これで、とりあえず、三男DはNZで日本の古典的砂糖菓子の実演ができそうです。

 しかし、私自身には、こだわりがありました。

 ひとつは、住友化学のサイトは、本当に「実験」モードのサイトで、科学的すぎます。「温度計で温度を測りながら作る」というのは、「職人」を目指す私としては、許容できません。「温度計なんかに頼らずにできんものか」 
 もうひとつ。
 「昔、屋台のおじさんのところで作った時は、玉子の白身なんかなしで、重曹だけでふくらましたはずだ。そんな混ぜものしないで、昔風のカルメ焼きができないものか。」

 あちこちに火傷を作りながら、挑戦することおよそ、20回。
 温度計ではなく、カルメ焼き鍋の中の煮られている砂糖の色の具合で、何とか、重曹を加える瞬間が判断できるようになりました。火の強さによっても微妙に異なり、これこそ職人の世界です。
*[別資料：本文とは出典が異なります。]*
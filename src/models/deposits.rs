use serde::{Deserialize, Serialize};

pub const STATUS_PENDING: &str = "pending";
pub const STATUS_CONFIRMED: &str = "confirmed";
pub const STATUS_REJECTED: &str = "rejected";

#[derive(Clone, Debug, Serialize, sqlx::FromRow)]
#[serde(rename_all = "camelCase")]
pub struct Deposit {
    pub id: String,
    pub user_id: String,
    pub amount_in_cents: i64,
    pub tx_hash: Option<String>,
    pub status: String,
    pub created_at: chrono::NaiveDateTime,
    pub updated_at: chrono::NaiveDateTime,
}

#[derive(Clone, Debug, Deserialize)]
pub struct NewDeposit {
    #[serde(alias = "amount")]
    pub amount_in_cents: i64,
    pub tx_hash: Option<String>,
}

/// Deposit row joined with the owner's email, for the admin listing.
#[derive(Clone, Debug, Serialize, sqlx::FromRow)]
#[serde(rename_all = "camelCase")]
pub struct AdminDeposit {
    pub id: String,
    pub user_id: String,
    pub user_email: String,
    pub amount_in_cents: i64,
    pub tx_hash: Option<String>,
    pub status: String,
    pub created_at: chrono::NaiveDateTime,
}

#[derive(Clone, Debug, Serialize, sqlx::FromRow)]
#[serde(rename_all = "camelCase")]
pub struct DepositHistoryEntry {
    pub amount_in_cents: i64,
    pub status: String,
    pub tx_hash: Option<String>,
    pub created_at: chrono::NaiveDateTime,
}
use std::sync::Arc;
use std::time::{Duration, Instant};

use dashmap::DashMap;
use uuid::Uuid;

/// Identity attached to a session token. A session may carry a user, the
/// admin flag, or both (an admin logging in from a user's browser).
#[derive(Clone, Debug)]
pub struct Session {
    pub user_id: Option<String>,
    pub is_admin: bool,
    expires_at: Instant,
}

/// In-memory token -> session map. Expired entries are dropped on access.
#[derive(Clone)]
pub struct SessionStore {
    sessions: Arc<DashMap<String, Session>>,
    ttl: Duration,
}

impl SessionStore {
    pub fn new(ttl: Duration) -> Self {
        SessionStore {
            sessions: Arc::new(DashMap::new()),
            ttl,
        }
    }

    pub fn ttl(&self) -> Duration {
        self.ttl
    }

    pub fn get(&self, token: &str) -> Option<Session> {
        match self.sessions.get(token) {
            Some(session) if session.expires_at > Instant::now() => {
                return Some(session.value().clone());
            }
            Some(_) => {}
            None => return None,
        }
        self.sessions.remove(token);
        None
    }

    /// Attaches a user identity to the session, reusing a still-valid token
    /// from the request so an admin flag on it survives, and refreshing the
    /// expiry either way.
    pub fn login_user(&self, token: Option<&str>, user_id: String) -> String {
        self.upsert(token, |session| session.user_id = Some(user_id))
    }

    pub fn login_admin(&self, token: Option<&str>) -> String {
        self.upsert(token, |session| session.is_admin = true)
    }

    /// Destroys the session outright.
    pub fn logout_user(&self, token: &str) {
        self.sessions.remove(token);
    }

    /// Clears only the admin flag; a user identity on the same token stays.
    pub fn logout_admin(&self, token: &str) {
        if let Some(mut session) = self.sessions.get_mut(token) {
            session.is_admin = false;
        }
    }

    fn upsert(&self, token: Option<&str>, apply: impl FnOnce(&mut Session)) -> String {
        let token = match token {
            Some(t) if self.get(t).is_some() => t.to_string(),
            _ => {
                let fresh = Uuid::new_v4().hyphenated().to_string();
                self.sessions.insert(
                    fresh.clone(),
                    Session {
                        user_id: None,
                        is_admin: false,
                        expires_at: Instant::now() + self.ttl,
                    },
                );
                fresh
            }
        };

        if let Some(mut session) = self.sessions.get_mut(&token) {
            apply(&mut *session);
            session.expires_at = Instant::now() + self.ttl;
        }

        token
    }
}

#[cfg(test)]
mod tests {
    use super::*;

    #[test]
    fn test_login_and_get() {
        let store = SessionStore::new(Duration::from_secs(60));
        let token = store.login_user(None, "user-1".to_string());

        let session = store.get(&token).unwrap();
        assert_eq!(session.user_id.as_deref(), Some("user-1"));
        assert!(!session.is_admin);
    }

    #[test]
    fn test_unknown_token() {
        let store = SessionStore::new(Duration::from_secs(60));
        assert!(store.get("nope").is_none());
    }

    #[test]
    fn test_expired_session_is_dropped() {
        let store = SessionStore::new(Duration::from_secs(0));
        let token = store.login_user(None, "user-1".to_string());
        assert!(store.get(&token).is_none());
    }

    #[test]
    fn test_admin_flag_on_user_session() {
        let store = SessionStore::new(Duration::from_secs(60));
        let token = store.login_user(None, "user-1".to_string());
        let same = store.login_admin(Some(&token));
        assert_eq!(same, token);

        let session = store.get(&token).unwrap();
        assert!(session.is_admin);
        assert_eq!(session.user_id.as_deref(), Some("user-1"));

        store.logout_admin(&token);
        let session = store.get(&token).unwrap();
        assert!(!session.is_admin);
        assert_eq!(session.user_id.as_deref(), Some("user-1"));
    }

    #[test]
    fn test_logout_destroys_session() {
        let store = SessionStore::new(Duration::from_secs(60));
        let token = store.login_user(None, "user-1".to_string());
        store.logout_user(&token);
        assert!(store.get(&token).is_none());
    }
}
use axum::{
    extract::{Path, State},
    response::IntoResponse,
    Json,
};
use serde_json::json;

use super::{AppState, AuthUser};
use crate::services::ServiceError;

pub async fn list(
    State(state): State<AppState>,
    auth: AuthUser,
) -> Result<impl IntoResponse, ServiceError> {
    let today = chrono::Utc::now().date_naive();
    let overview = state.quests.overview(&auth.user_id, today).await?;
    Ok(Json(overview))
}

pub async fn complete(
    State(state): State<AppState>,
    auth: AuthUser,
    Path(quest_id): Path<String>,
) -> Result<impl IntoResponse, ServiceError> {
    let today = chrono::Utc::now().date_naive();
    let result = state.quests.complete(&auth.user_id, &quest_id, today).await?;

    Ok(Json(json!({
        "success": true,
        "reward": result.reward,
        "newBalance": result.new_balance,
    })))
}
use clap::Parser;
use sqlx::postgres::PgPoolOptions;

mod models;
mod repositories;
pub mod services;
pub mod sessions;
pub mod settings;

#[derive(Parser)]
#[command(name = "questinvest", about = "Quest reward platform server")]
struct Args {
    /// Path to the configuration file.
    #[arg(long, default_value = "config.toml")]
    config: String,
}

#[tokio::main]
async fn main() -> Result<(), anyhow::Error> {
    dotenv::dotenv().ok();
    let args = Args::parse();
    init_logging()?;

    let config = settings::Settings::new(&args.config)?;

    let conn = PgPoolOptions::new()
        .max_connections(5)
        .connect(&config.postgres.url)
        .await?;

    sqlx::migrate!("./migrations").run(&conn).await?;

    log::info!("Starting HTTP server.");
    services::http::start_http_server(conn, config).await
}

fn init_logging() -> Result<(), anyhow::Error> {
    use log4rs::append::console::ConsoleAppender;
    use log4rs::config::{Appender, Config, Root};
    use log4rs::encode::pattern::PatternEncoder;

    let stdout = ConsoleAppender::builder()
        .encoder(Box::new(PatternEncoder::new(
            "{d(%Y-%m-%d %H:%M:%S)} {l} {t} - {m}{n}",
        )))
        .build();
    let config = Config::builder()
        .appender(Appender::builder().build("stdout", Box::new(stdout)))
        .build(Root::builder().appender("stdout").build(log::LevelFilter::Info))?;

    log4rs::init_config(config)?;
    Ok(())
}
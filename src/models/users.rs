use serde::{Deserialize, Serialize};

#[derive(Clone, Debug, Serialize, sqlx::FromRow)]
pub struct User {
    pub id: String,
    pub email: String,
    #[serde(skip_serializing)]
    pub password_hash: String,
    pub balance_in_cents: i64,
    pub deposit_in_cents: i64,
    pub deposit_address: String,
    pub referral_code: String,
    pub created_at: chrono::NaiveDateTime,
    pub updated_at: chrono::NaiveDateTime,
}

#[derive(Clone, Debug, Deserialize)]
pub struct NewUser {
    pub email: String,
    pub password: String,
    pub referral_code: Option<String>,
}

/// Account view returned by `GET /api/user`. Monetary fields are cents.
#[derive(Clone, Debug, Serialize)]
pub struct Profile {
    pub id: String,
    pub email: String,
    pub balance: i64,
    pub deposit_amount: i64,
    pub deposit_address: String,
    pub referral_code: String,
    pub referrals_count: i64,
}
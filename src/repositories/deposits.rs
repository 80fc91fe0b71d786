use crate::models::deposits::{
    AdminDeposit, Deposit, DepositHistoryEntry, STATUS_CONFIRMED, STATUS_PENDING, STATUS_REJECTED,
};

use sqlx::PgPool;
use uuid::Uuid;

/// Outcome of a pending -> confirmed/rejected transition attempt.
#[derive(Debug, PartialEq, Eq)]
pub enum Transition {
    Applied { user_id: String, amount_in_cents: i64 },
    NotFound,
    AlreadyProcessed,
}

#[derive(Clone)]
pub struct DepositRepository {
    conn: PgPool,
}

impl DepositRepository {
    pub fn new(conn: PgPool) -> Self {
        DepositRepository { conn }
    }

    pub async fn insert_deposit(
        &self,
        user_id: &str,
        amount_in_cents: i64,
        tx_hash: Option<&str>,
    ) -> Result<Deposit, sqlx::Error> {
        let deposit_id = Uuid::new_v4().hyphenated().to_string();

        sqlx::query_as::<_, Deposit>(
            r#"
            INSERT INTO deposits (id, user_id, amount_in_cents, tx_hash, status)
            VALUES ($1, $2, $3, $4, $5)
            RETURNING *
            "#,
        )
        .bind(deposit_id)
        .bind(user_id)
        .bind(amount_in_cents)
        .bind(tx_hash)
        .bind(STATUS_PENDING)
        .fetch_one(&self.conn)
        .await
    }

    pub async fn get_deposit(&self, id: &str) -> Result<Option<Deposit>, sqlx::Error> {
        sqlx::query_as::<_, Deposit>("SELECT * FROM deposits WHERE id = $1")
            .bind(id)
            .fetch_optional(&self.conn)
            .await
    }

    /// Confirms a pending deposit and credits the owner's deposit total and
    /// balance in the same transaction. The status flip is guarded by
    /// `status = 'pending'` so a concurrent transition loses cleanly.
    pub async fn confirm_deposit(&self, id: &str) -> Result<Transition, sqlx::Error> {
        let mut tx = self.conn.begin().await?;

        let flipped = sqlx::query_as::<_, (String, i64)>(
            r#"
            UPDATE deposits
            SET status = $1, updated_at = CURRENT_TIMESTAMP
            WHERE id = $2 AND status = $3
            RETURNING user_id, amount_in_cents
            "#,
        )
        .bind(STATUS_CONFIRMED)
        .bind(id)
        .bind(STATUS_PENDING)
        .fetch_optional(&mut *tx)
        .await?;

        let (user_id, amount_in_cents) = match flipped {
            Some(row) => row,
            None => {
                tx.rollback().await?;
                return self.missed_transition(id).await;
            }
        };

        sqlx::query(
            r#"
            UPDATE users
            SET deposit_in_cents = deposit_in_cents + $1,
                balance_in_cents = balance_in_cents + $1,
                updated_at = CURRENT_TIMESTAMP
            WHERE id = $2
            "#,
        )
        .bind(amount_in_cents)
        .bind(&user_id)
        .execute(&mut *tx)
        .await?;

        tx.commit().await?;

        Ok(Transition::Applied {
            user_id,
            amount_in_cents,
        })
    }

    pub async fn reject_deposit(&self, id: &str) -> Result<Transition, sqlx::Error> {
        let flipped = sqlx::query_as::<_, (String, i64)>(
            r#"
            UPDATE deposits
            SET status = $1, updated_at = CURRENT_TIMESTAMP
            WHERE id = $2 AND status = $3
            RETURNING user_id, amount_in_cents
            "#,
        )
        .bind(STATUS_REJECTED)
        .bind(id)
        .bind(STATUS_PENDING)
        .fetch_optional(&self.conn)
        .await?;

        match flipped {
            Some((user_id, amount_in_cents)) => Ok(Transition::Applied {
                user_id,
                amount_in_cents,
            }),
            None => self.missed_transition(id).await,
        }
    }

    async fn missed_transition(&self, id: &str) -> Result<Transition, sqlx::Error> {
        match self.get_deposit(id).await? {
            Some(_) => Ok(Transition::AlreadyProcessed),
            None => Ok(Transition::NotFound),
        }
    }

    pub async fn list_all_with_email(&self) -> Result<Vec<AdminDeposit>, sqlx::Error> {
        sqlx::query_as::<_, AdminDeposit>(
            r#"
            SELECT d.id, d.user_id, u.email AS user_email,
                   d.amount_in_cents, d.tx_hash, d.status, d.created_at
            FROM deposits d
            JOIN users u ON d.user_id = u.id
            ORDER BY d.created_at DESC
            "#,
        )
        .fetch_all(&self.conn)
        .await
    }

    pub async fn recent_for_user(
        &self,
        user_id: &str,
        limit: i64,
    ) -> Result<Vec<DepositHistoryEntry>, sqlx::Error> {
        sqlx::query_as::<_, DepositHistoryEntry>(
            r#"
            SELECT amount_in_cents, status, tx_hash, created_at
            FROM deposits
            WHERE user_id = $1
            ORDER BY created_at DESC
            LIMIT $2
            "#,
        )
        .bind(user_id)
        .bind(limit)
        .fetch_all(&self.conn)
        .await
    }
}

#[cfg(test)]
mod tests {
    use super::*;
    use crate::models::users::User;
    use crate::repositories::users::UserRepository;

    async fn seed_user(users: &UserRepository) -> User {
        users
            .insert_user("depositor@example.com", "hash", "0xabc", "DEP12345")
            .await
            .unwrap()
    }

    #[sqlx::test]
    async fn test_confirm_credits_both_totals_and_is_terminal(pool: PgPool) {
        let users = UserRepository::new(pool.clone());
        let repo = DepositRepository::new(pool);

        let user = seed_user(&users).await;
        let deposit = repo
            .insert_deposit(&user.id, 3_000, Some("abcdef123456"))
            .await
            .unwrap();
        assert_eq!(deposit.status, STATUS_PENDING);

        let outcome = repo.confirm_deposit(&deposit.id).await.unwrap();
        assert_eq!(
            outcome,
            Transition::Applied {
                user_id: user.id.clone(),
                amount_in_cents: 3_000
            }
        );

        // Both totals credited by exactly the amount.
        let refreshed = users.get_user_by_id(&user.id).await.unwrap().unwrap();
        assert_eq!(refreshed.deposit_in_cents, 3_000);
        assert_eq!(refreshed.balance_in_cents, 3_000);

        // Confirmed is terminal; failed re-transitions leave totals alone.
        assert_eq!(
            repo.confirm_deposit(&deposit.id).await.unwrap(),
            Transition::AlreadyProcessed
        );
        assert_eq!(
            repo.reject_deposit(&deposit.id).await.unwrap(),
            Transition::AlreadyProcessed
        );

        let refreshed = users.get_user_by_id(&user.id).await.unwrap().unwrap();
        assert_eq!(refreshed.deposit_in_cents, 3_000);
        assert_eq!(refreshed.balance_in_cents, 3_000);

        let stored = repo.get_deposit(&deposit.id).await.unwrap().unwrap();
        assert_eq!(stored.status, STATUS_CONFIRMED);
    }

    #[sqlx::test]
    async fn test_reject_is_terminal_without_credit(pool: PgPool) {
        let users = UserRepository::new(pool.clone());
        let repo = DepositRepository::new(pool);

        let user = seed_user(&users).await;
        let deposit = repo
            .insert_deposit(&user.id, 3_000, Some("abcdef123456"))
            .await
            .unwrap();

        assert!(matches!(
            repo.reject_deposit(&deposit.id).await.unwrap(),
            Transition::Applied { .. }
        ));

        let refreshed = users.get_user_by_id(&user.id).await.unwrap().unwrap();
        assert_eq!(refreshed.deposit_in_cents, 0);
        assert_eq!(refreshed.balance_in_cents, 0);

        // A rejected deposit can never be approved later.
        assert_eq!(
            repo.confirm_deposit(&deposit.id).await.unwrap(),
            Transition::AlreadyProcessed
        );
        let stored = repo.get_deposit(&deposit.id).await.unwrap().unwrap();
        assert_eq!(stored.status, STATUS_REJECTED);
    }

    #[sqlx::test]
    async fn test_unknown_deposit_transition(pool: PgPool) {
        let repo = DepositRepository::new(pool);

        assert_eq!(
            repo.confirm_deposit("missing").await.unwrap(),
            Transition::NotFound
        );
        assert_eq!(
            repo.reject_deposit("missing").await.unwrap(),
            Transition::NotFound
        );
    }
}
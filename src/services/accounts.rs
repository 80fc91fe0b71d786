use rand::Rng;

use super::{is_unique_violation, ServiceError};
use crate::models::users::{NewUser, Profile, User};
use crate::repositories::users::UserRepository;

const MIN_PASSWORD_CHARS: usize = 6;

#[derive(Clone)]
pub struct AccountService {
    users: UserRepository,
    shared_deposit_address: Option<String>,
}

impl AccountService {
    pub fn new(users: UserRepository, shared_deposit_address: Option<String>) -> Self {
        AccountService {
            users,
            shared_deposit_address,
        }
    }

    pub async fn register(&self, new_user: NewUser) -> Result<User, ServiceError> {
        if new_user.email.trim().is_empty() || new_user.password.is_empty() {
            return Err(ServiceError::InvalidInput(
                "Email and password are required".to_string(),
            ));
        }

        let password_hash = bcrypt::hash(&new_user.password, bcrypt::DEFAULT_COST)
            .map_err(|e| ServiceError::Internal(e.to_string()))?;
        let deposit_address = generate_deposit_address();
        let referral_code = generate_referral_code();

        let user = self
            .users
            .insert_user(
                new_user.email.trim(),
                &password_hash,
                &deposit_address,
                &referral_code,
            )
            .await
            .map_err(|e| {
                if is_unique_violation(&e) {
                    ServiceError::EmailTaken
                } else {
                    ServiceError::Database(e)
                }
            })?;

        // An invalid or blank referral code is ignored, not an error.
        if let Some(code) = normalize_referral_code(new_user.referral_code.as_deref()) {
            if let Some(referrer) = self.users.get_user_by_referral_code(&code).await? {
                self.users.insert_referral(&referrer.id, &user.id).await?;
            }
        }

        Ok(user)
    }

    pub async fn login(&self, email: &str, password: &str) -> Result<User, ServiceError> {
        let user = self
            .users
            .get_user_by_email(email)
            .await?
            .ok_or(ServiceError::BadCredentials)?;

        let valid = bcrypt::verify(password, &user.password_hash)
            .map_err(|e| ServiceError::Internal(e.to_string()))?;
        if !valid {
            return Err(ServiceError::BadCredentials);
        }

        Ok(user)
    }

    pub async fn profile(&self, user_id: &str) -> Result<Profile, ServiceError> {
        let user = self
            .users
            .get_user_by_id(user_id)
            .await?
            .ok_or(ServiceError::Unauthenticated)?;
        let referrals_count = self.users.referral_count(user_id).await?;

        let deposit_address = self
            .shared_deposit_address
            .clone()
            .unwrap_or(user.deposit_address);

        Ok(Profile {
            id: user.id,
            email: user.email,
            balance: user.balance_in_cents,
            deposit_amount: user.deposit_in_cents,
            deposit_address,
            referral_code: user.referral_code,
            referrals_count,
        })
    }

    pub async fn change_email(
        &self,
        user_id: &str,
        new_email: &str,
        current_password: &str,
    ) -> Result<(), ServiceError> {
        if new_email.trim().is_empty() || current_password.is_empty() {
            return Err(ServiceError::InvalidInput(
                "Email and password are required".to_string(),
            ));
        }

        self.verify_current_password(user_id, current_password)
            .await?;

        self.users
            .update_email(user_id, new_email.trim())
            .await
            .map_err(|e| {
                if is_unique_violation(&e) {
                    ServiceError::EmailTaken
                } else {
                    ServiceError::Database(e)
                }
            })
    }

    pub async fn change_password(
        &self,
        user_id: &str,
        current_password: &str,
        new_password: &str,
    ) -> Result<(), ServiceError> {
        if current_password.is_empty() || new_password.is_empty() {
            return Err(ServiceError::InvalidInput(
                "Current and new passwords are required".to_string(),
            ));
        }
        if new_password.chars().count() < MIN_PASSWORD_CHARS {
            return Err(ServiceError::InvalidInput(format!(
                "New password must be at least {} characters",
                MIN_PASSWORD_CHARS
            )));
        }

        self.verify_current_password(user_id, current_password)
            .await?;

        let password_hash = bcrypt::hash(new_password, bcrypt::DEFAULT_COST)
            .map_err(|e| ServiceError::Internal(e.to_string()))?;
        self.users
            .update_password_hash(user_id, &password_hash)
            .await?;

        Ok(())
    }

    async fn verify_current_password(
        &self,
        user_id: &str,
        current_password: &str,
    ) -> Result<(), ServiceError> {
        let user = self
            .users
            .get_user_by_id(user_id)
            .await?
            .ok_or(ServiceError::Unauthenticated)?;

        let valid = bcrypt::verify(current_password, &user.password_hash)
            .map_err(|e| ServiceError::Internal(e.to_string()))?;
        if !valid {
            return Err(ServiceError::WrongPassword);
        }

        Ok(())
    }
}

/// Trims and uppercases a submitted referral code; blank codes count as absent.
fn normalize_referral_code(code: Option<&str>) -> Option<String> {
    let code = code?.trim();
    if code.is_empty() {
        None
    } else {
        Some(code.to_uppercase())
    }
}

fn generate_deposit_address() -> String {
    const HEX: &[u8] = b"0123456789abcdef";
    let mut rng = rand::thread_rng();
    let mut address = String::with_capacity(42);
    address.push_str("0x");
    for _ in 0..40 {
        address.push(HEX[rng.gen_range(0..HEX.len())] as char);
    }
    address
}

fn generate_referral_code() -> String {
    const ALPHABET: &[u8] = b"ABCDEFGHIJKLMNOPQRSTUVWXYZ0123456789";
    let mut rng = rand::thread_rng();
    (0..8)
        .map(|_| ALPHABET[rng.gen_range(0..ALPHABET.len())] as char)
        .collect()
}

#[cfg(test)]
mod tests {
    use super::*;

    #[test]
    fn test_normalize_referral_code() {
        assert_eq!(normalize_referral_code(None), None);
        assert_eq!(normalize_referral_code(Some("")), None);
        assert_eq!(normalize_referral_code(Some("   ")), None);
        assert_eq!(
            normalize_referral_code(Some(" ab12cd34 ")),
            Some("AB12CD34".to_string())
        );
    }

    #[test]
    fn test_generate_deposit_address_format() {
        let address = generate_deposit_address();
        assert_eq!(address.len(), 42);
        assert!(address.starts_with("0x"));
        assert!(address[2..].chars().all(|c| c.is_ascii_hexdigit()));
    }

    #[test]
    fn test_generate_referral_code_format() {
        let code = generate_referral_code();
        assert_eq!(code.len(), 8);
        assert!(code
            .chars()
            .all(|c| c.is_ascii_uppercase() || c.is_ascii_digit()));
    }
}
 ところが、もう一つのこだわり、玉子の白身抜きは、うまくいきません。
 なんとかふくらむんですが、最後に陥没してしまうという失敗作の繰り返しです。

ちょっとつぶつぶですが成功

真ん中に穴がありますが成功

阿蘇山噴火口のようですが成功

 左は、ザラメの代わりにグラニュー糖を使用したので、白っぽくなっていますが、うまくふくらんで成功。
右は、玉子の白身を混ぜずに重曹だけの作品、陥没してしまって失敗。
何とか玉子抜きで成功させたい。

 

探求は、まだまだ終わりません。